Um dom que se oferece… 

Que é um corpo? 

Um mar morto… 

Que é um corpo? 

Um tronco, 

uma planta de pé delgado, 

que alarga

e lança de si dois ramos,

os braços…

 

As pernas são belas, 

quando juntas. 

Que beleza a das pernas!

De alto a baixo 

um veio as desune, 

as distingue, 

as separa e arredonda 

como a dois esbeltos, firmes corpos… 

 

Que é um corpo? 

Um dom… 

Ai, não é!

Os corpos, 

como as flores, as bravas, 

murcham, muitas vezes, 

ao Deus dará… 

Como os seixos, 

rolados e confundidos 

entre algas e outros seixos, 

passam despercebidos… 

Um dom? 

Não, um castigo!

 

Amor! 

Quanto te encantas 

com as graças recatadas

dos gestos,

das formas,

da vida do corpo…

Com tudo te prendes! 

Amor! 

Que é para ti o corpo?

Uma violenta sedução, 

de que logo te enfastias… 

Amor, tão cruel! 

Passas e não deixas sinal… 

Amor! 

 

O pobre seixo, 

a flor que não animaste,

vivem

com aquela beleza 

e aquela tristeza 

dos sempre esquecidos…

Vivem!

 

in Poesia I, um dia e outro dia… e outono havias de vir, Editorial Presença, Lisboa 1991.

 

 

Nota iconográfica

 

Abre o artigo a imagem de uma obra de K B Brehmer (1938-1997), Aufsteller 13, de 1965. Trata-se de uma impressão sobre cartão laminado e dobrado, acrescentado de uma caixa.

O corpo feminino como escultura, vendido em embalagem de cartão, é uma outra medida da ilusão entre corpo, amor/desejo, e o seu uso.

É recorrente trazer ao blog abordagens de amor, desejo, beleza física, e a conveniência da lucidez sobre o seu valor.
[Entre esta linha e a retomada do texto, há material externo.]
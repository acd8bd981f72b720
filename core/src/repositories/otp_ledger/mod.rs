pub mod r#trait {
    pub use super::trait_::*;
}
#[path = "trait.rs"]
mod trait_;
pub mod mock;

pub use mock::MockOtpLedgerRepository;
pub use r#trait::OtpLedgerRepository;
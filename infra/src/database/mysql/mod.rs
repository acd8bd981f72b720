//! MySQL repository implementations

pub mod identity_repository_impl;
pub mod otp_ledger_repository_impl;

pub use identity_repository_impl::MySqlIdentityRepository;
pub use otp_ledger_repository_impl::MySqlOtpLedgerRepository;
//! Mapping of domain errors onto HTTP responses

use actix_web::{http::StatusCode, HttpResponse};
use validator::ValidationErrors;

use otp_core::errors::{DomainError, OtpError};

use crate::dto::{ErrorResponse, ErrorResponseExt};

/// Status, error code and client message for a domain error
///
/// Store failures never expose their details.
pub fn error_parts(error: &DomainError) -> (StatusCode, &'static str, String) {
    match error {
        DomainError::IdentityNotFound => (
            StatusCode::NOT_FOUND,
            "identity_not_found",
            "User not found".to_string(),
        ),
        DomainError::Otp(otp_error) => {
            let status = match otp_error {
                OtpError::AlreadyActive => StatusCode::CONFLICT,
                OtpError::Invalid | OtpError::Expired => StatusCode::BAD_REQUEST,
            };
            (status, otp_error.code(), otp_error.to_string())
        }
        DomainError::Generation { .. } => (
            StatusCode::SERVICE_UNAVAILABLE,
            "otp_generation_failed",
            "Could not generate an OTP, please retry".to_string(),
        ),
        DomainError::Validation { message } => {
            (StatusCode::BAD_REQUEST, "bad_request", message.clone())
        }
        DomainError::Store { .. } => (
            StatusCode::INTERNAL_SERVER_ERROR,
            "internal_error",
            "An internal error occurred".to_string(),
        ),
    }
}

/// Handle domain errors and convert them to appropriate HTTP responses
pub fn handle_domain_error(error: DomainError, request_id: &str) -> HttpResponse {
    let (status, code, message) = error_parts(&error);

    if status.is_server_error() {
        tracing::error!(request_id = request_id, error = %error, code, "Request failed");
    } else {
        tracing::debug!(request_id = request_id, error = %error, code, "Request rejected");
    }

    ErrorResponse::new(code, message)
        .with_request_id(request_id)
        .to_response(status)
}

/// Collapse validator output into a single `Validation` error
pub fn validation_error(errors: &ValidationErrors) -> DomainError {
    let mut fields: Vec<&str> = errors.field_errors().keys().copied().collect();
    fields.sort_unstable();

    DomainError::Validation {
        message: format!("Invalid request fields: {}", fields.join(", ")),
    }
}
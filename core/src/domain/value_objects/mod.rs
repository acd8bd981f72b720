//! Value objects representing immutable domain concepts.

pub mod ledger_decision;

// Re-export commonly used types
pub use ledger_decision::{ConsumeDecision, IssueDecision, LockedOtp};
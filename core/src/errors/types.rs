//! Passcode lifecycle error types
//!
//! These are business outcomes of a committed ledger transaction, not
//! store failures. Messages are the ones returned to API clients.

use thiserror::Error;

/// Negative outcomes of issuing or consuming a passcode
#[derive(Error, Debug, Clone, Copy, PartialEq, Eq)]
pub enum OtpError {
    /// An unused, unexpired passcode already exists for the user
    #[error("there is still an active otp")]
    AlreadyActive,

    /// No unused passcode matches; wrong code, already used, or never issued
    #[error("invalid otp")]
    Invalid,

    /// The matching passcode is past its expiry
    #[error("otp expired")]
    Expired,
}

impl OtpError {
    /// Stable machine-readable code for API clients
    pub fn code(&self) -> &'static str {
        match self {
            OtpError::AlreadyActive => "otp_already_active",
            OtpError::Invalid => "invalid_otp",
            OtpError::Expired => "otp_expired",
        }
    }
}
De modo nenhum acontece o que diz o poema:

Que é para ti o corpo?

Uma violenta sedução, 

de que logo te enfastias… 

Amor, tão cruel! 

Passas e não deixas sinal… 

Amor! 

 

Só mais um exemplo: no filme The Wife, agora em circulação, ele, amor e desejo, são subjacentes à história. Lamentavelmente, uma boa história, e porque cinematograficamente mal contada, apesar da excelente interpretação de Glenn Close, um filme falhado.